Other notable attacks on (image recognition) CAPTCHAs include
[3, 12].
3. A SEGMENTATION ATTACK on the
GOOGLE SCHEME
In this section, we first review key features of the Google scheme,
and then present a novel segmentation attack.
Google have tweaked their CAPTCHA from time to time in order
to improve its robustness. Figure 2(a) shows a version of the
Google scheme that is not user-friendly. For example, it is
difficult for users to tell between “d” and “cl”, “ri” and “n”, “rn”
and “m”, and “w” and “vv”. We did not choose to work on this
version of Google CAPTCHA, because even human cannot
decode them properly with a high accuracy. For such captchas,
users’ complaint will soon become a major issue or even push
them offline, just as we have seen it again and again.
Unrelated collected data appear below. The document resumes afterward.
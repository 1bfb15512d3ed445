// SPDX-FileCopyrightText: 2026 Parley Contributors
// SPDX-License-Identifier: MIT OR Apache-2.0

//! Messaging provider trait for the browser-automated account session.

use async_trait::async_trait;

use crate::error::ParleyError;
use crate::event::ProviderEvent;
use crate::traits::adapter::PluginAdapter;
use crate::types::{ChatSummary, ContactInfo, MediaPayload};

/// Capability surface of the external messaging transport.
///
/// Inbound events are pushed to Parley separately (webhook); this trait
/// covers everything Parley asks of the provider.
#[async_trait]
pub trait MessagingProvider: PluginAdapter {
    /// Sends a text message. Returns the provider's id for it when known.
    async fn send_text(&self, jid: &str, text: &str) -> Result<Option<String>, ParleyError>;

    /// Downloads the media payload attached to a message.
    async fn download_media(&self, message_id: &str) -> Result<MediaPayload, ParleyError>;

    /// Fetches a single message by its provider id.
    async fn get_message_by_id(&self, id: &str) -> Result<Option<ProviderEvent>, ParleyError>;

    /// Lists recent messages of a chat, oldest first.
    async fn get_all_messages_in_chat(
        &self,
        jid: &str,
        include_me: bool,
        limit: usize,
    ) -> Result<Vec<ProviderEvent>, ParleyError>;

    /// Lists all chats known to the account.
    async fn get_all_chats(&self) -> Result<Vec<ChatSummary>, ParleyError>;

    /// Looks up the display name of a contact.
    async fn get_contact(&self, jid: &str) -> Result<Option<ContactInfo>, ParleyError>;

    /// Looks up the avatar reference of a contact.
    async fn get_profile_pic(&self, jid: &str) -> Result<Option<String>, ParleyError>;

    /// Deletes a message on the provider, optionally for every participant.
    async fn delete_message(
        &self,
        jid: &str,
        message_id: &str,
        for_everyone: bool,
    ) -> Result<(), ParleyError>;
}
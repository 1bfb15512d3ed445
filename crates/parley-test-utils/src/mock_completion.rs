// SPDX-FileCopyrightText: 2026 Parley Contributors
// SPDX-License-Identifier: MIT OR Apache-2.0

//! Mock LLM adapter for deterministic testing.
//!
//! `MockCompletion` implements `CompletionProvider` with pre-configured
//! outcomes, enabling fast, CI-runnable tests without external API calls.

use std::collections::VecDeque;
use std::time::Duration;

use async_trait::async_trait;
use tokio::sync::Mutex;

use parley_core::traits::{CompletionProvider, PluginAdapter};
use parley_core::types::{AdapterType, CompletionRequest, HealthStatus};
use parley_core::ParleyError;

/// A mock completion provider.
///
/// Outcomes are popped from a FIFO queue. When the queue is empty,
/// a default "mock response" text is returned.
pub struct MockCompletion {
    outcomes: Mutex<VecDeque<Result<String, String>>>,
    requests: Mutex<Vec<CompletionRequest>>,
    delay: Option<Duration>,
}

impl MockCompletion {
    /// Create a new mock with an empty queue.
    pub fn new() -> Self {
        Self {
            outcomes: Mutex::new(VecDeque::new()),
            requests: Mutex::new(Vec::new()),
            delay: None,
        }
    }

    /// Create a mock pre-loaded with the given responses.
    pub fn with_responses(responses: Vec<String>) -> Self {
        Self {
            outcomes: Mutex::new(responses.into_iter().map(Ok).collect()),
            ..Self::new()
        }
    }

    /// Every call sleeps for `delay` before answering.
    pub fn with_delay(mut self, delay: Duration) -> Self {
        self.delay = Some(delay);
        self
    }

    /// Add a response to the end of the queue.
    pub async fn add_response(&self, text: impl Into<String>) {
        self.outcomes.lock().await.push_back(Ok(text.into()));
    }

    /// Queue a failure.
    pub async fn add_failure(&self, message: impl Into<String>) {
        self.outcomes.lock().await.push_back(Err(message.into()));
    }

    /// Every request received so far.
    pub async fn requests(&self) -> Vec<CompletionRequest> {
        self.requests.lock().await.clone()
    }

    pub async fn call_count(&self) -> usize {
        self.requests.lock().await.len()
    }
}

impl Default for MockCompletion {
    fn default() -> Self {
        Self::new()
    }
}

#[async_trait]
impl PluginAdapter for MockCompletion {
    fn name(&self) -> &str {
        "mock-completion"
    }

    fn version(&self) -> semver::Version {
        semver::Version::new(0, 1, 0)
    }

    fn adapter_type(&self) -> AdapterType {
        AdapterType::Completion
    }

    async fn health_check(&self) -> Result<HealthStatus, ParleyError> {
        Ok(HealthStatus::Healthy)
    }
}

#[async_trait]
impl CompletionProvider for MockCompletion {
    async fn complete(&self, request: CompletionRequest) -> Result<String, ParleyError> {
        self.requests.lock().await.push(request);
        if let Some(delay) = self.delay {
            tokio::time::sleep(delay).await;
        }
        match self.outcomes.lock().await.pop_front() {
            Some(Ok(text)) => Ok(text),
            Some(Err(message)) => Err(ParleyError::completion(message)),
            None => Ok("mock response".to_string()),
        }
    }
}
Figure 2(b)
shows another version of Google CAPTCHA, which still adopts
the CCT mechanism but is easier for humans to solve than the
other version, and therefore has been deployed most of the time in
our experience. We have chosen to develop our attack based on
the second version.
(a)
(b)
Figure 2. Google CAPTCHA. (a) a user-unfriendly version;
(b) a usable version.
We studied a hundred samples that was randomly collected from
the Internet1, and observed the following features.
• Each challenge uses only two colours: Red, Green, or Blue
for the challenge text, and White for the background.
• CCT is the main segmentation-resistant mechanism so that
characters connect or touch with one another horizontally.
• Global warping is applied to add randomized distortion.
• The thickness of characters varies much; even different
portions of the same character differ in thickness with each
other. This is a powerful feature for defending against
potential segmentation attacks.
• Random text strings are used; a text string’s length varies
between 5 and 8 characters; only lower-case letters are used.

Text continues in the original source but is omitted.